The slightly different approach allows the campaign to create a relatable framework that simplifies quitting, and shows an understanding that smokers already realise the risks and responsibilities that come with smoking tobacco, they just need a push towards why they should quit. Listening to things that resonate with a dominant amount of the smoking population like “It takes energy from me, it slows me down, it’s costly. I spend a little over $6 for a pack of cigarettes, if you calculated what I spent in a week, it’s terrible, I could probably pay for my family’s bills.
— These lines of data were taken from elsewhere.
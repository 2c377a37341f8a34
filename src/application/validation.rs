// src/application/validation.rs
//! Field-level checks that run on untrusted input before any entity is touched.

use serde::Serialize;
use std::fmt;

/// Length limits for article input fields, counted in characters.
#[derive(Debug, Clone, Copy, PartialEq, Eq)]
pub struct ValidationLimits {
    pub title_max_chars: usize,
    pub path_max_chars: usize,
    pub digest_max_chars: usize,
}

impl Default for ValidationLimits {
    fn default() -> Self {
        Self {
            title_max_chars: 255,
            path_max_chars: 255,
            digest_max_chars: 500,
        }
    }
}

#[derive(Debug, Clone, PartialEq, Eq, Serialize)]
pub struct FieldViolation {
    pub field: &'static str,
    pub message: String,
}

/// Every violation found in one input, in field order.
#[derive(Debug, Clone, Default, PartialEq, Eq, Serialize)]
#[serde(transparent)]
pub struct FieldErrors(Vec<FieldViolation>);

impl FieldErrors {
    pub fn new() -> Self {
        Self::default()
    }

    pub fn push(&mut self, field: &'static str, message: impl Into<String>) {
        self.0.push(FieldViolation {
            field,
            message: message.into(),
        });
    }

    pub fn is_empty(&self) -> bool {
        self.0.is_empty()
    }

    pub fn violations(&self) -> &[FieldViolation] {
        &self.0
    }

    pub fn has(&self, field: &str) -> bool {
        self.0.iter().any(|v| v.field == field)
    }

    /// `Ok(())` when nothing was recorded.
    pub fn into_result(self) -> Result<(), FieldErrors> {
        if self.is_empty() { Ok(()) } else { Err(self) }
    }

    /// Non-blank and at most `max` characters.
    pub fn check_required(&mut self, field: &'static str, value: Option<&str>, max: usize) {
        match value {
            None => self.push(field, format!("{field} is required")),
            Some(v) if v.trim().is_empty() => self.push(field, format!("{field} cannot be empty")),
            Some(v) => self.check_max_chars(field, v, max),
        }
    }

    /// Present and 1..=`max` characters. Whitespace counts as content.
    pub fn check_length(&mut self, field: &'static str, value: Option<&str>, max: usize) {
        match value {
            None => self.push(field, format!("{field} is required")),
            Some("") => self.push(field, format!("{field} cannot be empty")),
            Some(v) => self.check_max_chars(field, v, max),
        }
    }

    pub fn check_optional(&mut self, field: &'static str, value: Option<&str>, max: usize) {
        if let Some(v) = value {
            self.check_max_chars(field, v, max);
        }
    }

    pub fn check_present<T>(&mut self, field: &'static str, value: Option<&T>) {
        if value.is_none() {
            self.push(field, format!("{field} is required"));
        }
    }

    fn check_max_chars(&mut self, field: &'static str, value: &str, max: usize) {
        let len = value.chars().count();
        if len > max {
            self.push(
                field,
                format!("{field} must be at most {max} characters (got {len})"),
            );
        }
    }
}

impl fmt::Display for FieldErrors {
    fn fmt(&self, f: &mut fmt::Formatter<'_>) -> fmt::Result {
        let mut first = true;
        for violation in &self.0 {
            if !first {
                f.write_str("; ")?;
            }
            f.write_str(&violation.message)?;
            first = false;
        }
        Ok(())
    }
}

impl std::error::Error for FieldErrors {}

#[cfg(test)]
mod tests {
    use super::*;

    #[test]
    fn required_field_reports_missing_blank_and_too_long() {
        let mut errors = FieldErrors::new();
        errors.check_required("title", None, 5);
        errors.check_required("path", Some("   "), 5);
        errors.check_required("digest", Some("abcdef"), 5);
        errors.check_required("ok", Some("abc"), 5);

        let fields: Vec<_> = errors.violations().iter().map(|v| v.field).collect();
        assert_eq!(fields, vec!["title", "path", "digest"]);
        assert_eq!(
            errors.to_string(),
            "title is required; path cannot be empty; digest must be at most 5 characters (got 6)"
        );
    }

    #[test]
    fn length_check_counts_whitespace_as_content() {
        let mut errors = FieldErrors::new();
        errors.check_length("title", Some("   "), 5);
        assert!(errors.is_empty());

        errors.check_length("title", Some(""), 5);
        errors.check_length("title", Some("      "), 5);
        assert_eq!(
            errors.to_string(),
            "title cannot be empty; title must be at most 5 characters (got 6)"
        );
    }

    #[test]
    fn limits_count_characters_not_bytes() {
        let mut errors = FieldErrors::new();
        errors.check_optional("digest", Some("日本語"), 3);
        assert!(errors.into_result().is_ok());
    }

    #[test]
    fn optional_field_may_be_absent() {
        let mut errors = FieldErrors::new();
        errors.check_optional("digest", None, 0);
        errors.check_present("words", Some(&3u32));
        assert!(errors.is_empty());
    }
}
It’s embarrassing.” [Video below] , shows the smoking population that they are not in this alone.

Christy Lanier’s testimonial for the Tobacco Free Florida campaign.

This initiative saw positive results within the first two years, where Florida’s adult cigarette smoking rate had decreased from 19.3 percent in 2011 to 16.8 percent in 2013. (CDC, 2013) Their progress continued to grow, showing encouraging signs in their ‘3 ways to quit’ platform, where in only one year, over 93,000 Floridians used this platform that utilises web coaches and in-person classes in collaboration with the Florida Area Health Education Centres to assist people in their journey to quit smoking. (CDC, 2013)

This isn’t saying that the friend who tells you ‘he’s just not interested’, isn’t effective in changing one’s choices – because for smokers; strong evidence proves that alarming graphic advertisements are effective in reducing youth participating or beginning to smoke (CDC, 2015).

However, for those that are already in too deep; well, sometimes they just need an understanding friend.